Column Chronicles
 
You pet your life
 
 
Frank Cotolo
April 22, 2021
 
A multi-country study has dog owners barking with glee.
 
From researchers in the United States, Canada, Scandinavia, New Zealand, Australia and the United Kingdom comes a statement that owning a dog should increase your life.
 
Specifically, the study results indicate that a dog's presence in your life lowers your risk of dying early by 24 percent.
 
The health benefits were calculated with the help of four million people in the six countries.
 
It is truly great news, but remember that a dog has always been known as "Man's Best Friend," after being developed as a friendly breed through the history of mankind. Studies about lifespan of people who own other kinds of animals are not so positive.
 
Zeke Runderpump's study, for instance, showed that turtle owners were 78 percent more likely to be injured in accidents by walking too slowly to dodge traffic.
 
"It's astounding," said Zeke, who himself owns odd house pets, "but not strange that animal owners tend to pick up traits from their pets."
 
Zeke’s study results calculated other unsettling percentages per pet.
 
Owners of boa constrictors (usually six to nine feet in length) are given a 96 percent chance of dying young by trying to consume and swallow animals larger than themselves.
 
If you own a goat, your chances of living to an old age are 66.7 percent per goat unless you do not start a diet of tin cans.
 
Young gila monster owners are now in greater jeopardy than ever.

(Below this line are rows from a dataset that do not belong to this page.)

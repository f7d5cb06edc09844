//! Questionnaire flow controller.
//!
//! ```text
//! Loading ──load──▶ Ready(0) ──next──▶ Ready(1) … Ready(last) ──next──▶ Submitting
//!                      ◀──previous──                                 │
//!                                               Complete ◀──ok───────┤
//!                                               Failed   ◀──error────┘
//!                                                 │ retry → Submitting
//!                                                 │ resume → Ready(last)
//! ```
//!
//! The keyword allocation for the active question is recomputed on every
//! index change and never carried from one question to another.

use chrono::Utc;
use serde::{Deserialize, Serialize};
use std::collections::{BTreeMap, HashSet};

use crate::allocation::{allocate_question, KeywordAllocation};
use crate::error::{CoreError, Result, ScoringError};
use crate::render::{annotate_with, AnnotatedQuestion};
use crate::review::{LastSubmission, ReviewStore};
use crate::risk::RiskLevel;
use crate::source::QuestionSource;
use crate::{
    Answer, Assessment, Question, QuestionKind, Scorer, ScoringResult, SubmissionMetadata,
    SubmissionPayload,
};

#[derive(Debug, Clone, PartialEq)]
pub enum FlowState {
    Loading,
    Ready {
        index: usize,
        allocation: KeywordAllocation,
    },
    Submitting {
        payload: SubmissionPayload,
    },
    Complete {
        assessment: Assessment,
    },
    Failed {
        payload: SubmissionPayload,
        error: ScoringError,
    },
}

impl FlowState {
    pub fn name(&self) -> &'static str {
        match self {
            FlowState::Loading => "loading",
            FlowState::Ready { .. } => "ready",
            FlowState::Submitting { .. } => "submitting",
            FlowState::Complete { .. } => "complete",
            FlowState::Failed { .. } => "failed",
        }
    }
}

/// Result of a forward step.
#[derive(Debug, Clone, PartialEq)]
pub enum Advance {
    /// Moved to the question at this index.
    Question(usize),
    /// The last question was answered; hand this payload to the scorer.
    Submit(SubmissionPayload),
}

/// Enough to rebuild a session after a reload.
#[derive(Debug, Clone, PartialEq, Eq, Serialize, Deserialize)]
#[serde(rename_all = "camelCase")]
pub struct SessionSnapshot {
    pub category: String,
    pub index: usize,
    pub answers: BTreeMap<String, Vec<String>>,
}

pub struct FlowController<S: ReviewStore> {
    category: String,
    questions: Vec<Question>,
    answers: BTreeMap<String, Vec<String>>,
    state: FlowState,
    store: S,
}

/// Clean up raw values for a question and check them against its options.
/// Multiple-choice selections are deduplicated and put in display order.
fn normalize_values(question: &Question, values: Vec<String>) -> Result<Vec<String>> {
    match question.kind {
        QuestionKind::Open => {
            if values.len() > 1 {
                return Err(CoreError::validation(format!(
                    "Question '{}' takes a single free-text answer",
                    question.id
                )));
            }
            Ok(values)
        }
        QuestionKind::Single | QuestionKind::Multiple => {
            if question.kind == QuestionKind::Single && values.len() > 1 {
                return Err(CoreError::validation(format!(
                    "Question '{}' allows only one option",
                    question.id
                )));
            }
            let mut positions = Vec::with_capacity(values.len());
            for value in &values {
                let pos = question.option_position(value).ok_or_else(|| {
                    CoreError::validation(format!(
                        "'{}' is not an option of question '{}'",
                        value, question.id
                    ))
                })?;
                positions.push(pos);
            }
            positions.sort_unstable();
            positions.dedup();
            Ok(positions
                .into_iter()
                .map(|p| question.options[p].id.clone())
                .collect())
        }
    }
}

fn first_duplicate_id(questions: &[Question]) -> Option<String> {
    let mut seen = HashSet::new();
    questions
        .iter()
        .find(|q| !seen.insert(q.id.as_str()))
        .map(|q| q.id.clone())
}

fn is_complete(question: &Question, values: Option<&Vec<String>>) -> bool {
    let Some(values) = values else {
        return false;
    };
    match question.kind {
        QuestionKind::Open => values.iter().any(|v| !v.trim().is_empty()),
        QuestionKind::Single => values.len() == 1,
        QuestionKind::Multiple => !values.is_empty(),
    }
}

The reptile's venom is poisonous and owners know it but all too often try to play fetch and are bitten when struggling with the object of the fetch. This puts owners at a 100 percent chance of dying during the first game of fetch.
 
"People love animals so much," Zeke said, "that they feel there is a natural connection between them and humans and that is enough for them to make domestic pets out of them. The study about dogs has only encourages people to live with animals that should not be domestic pets. I ought to know this because I had a chimpanzee I called Sparky and he ate my wife's face."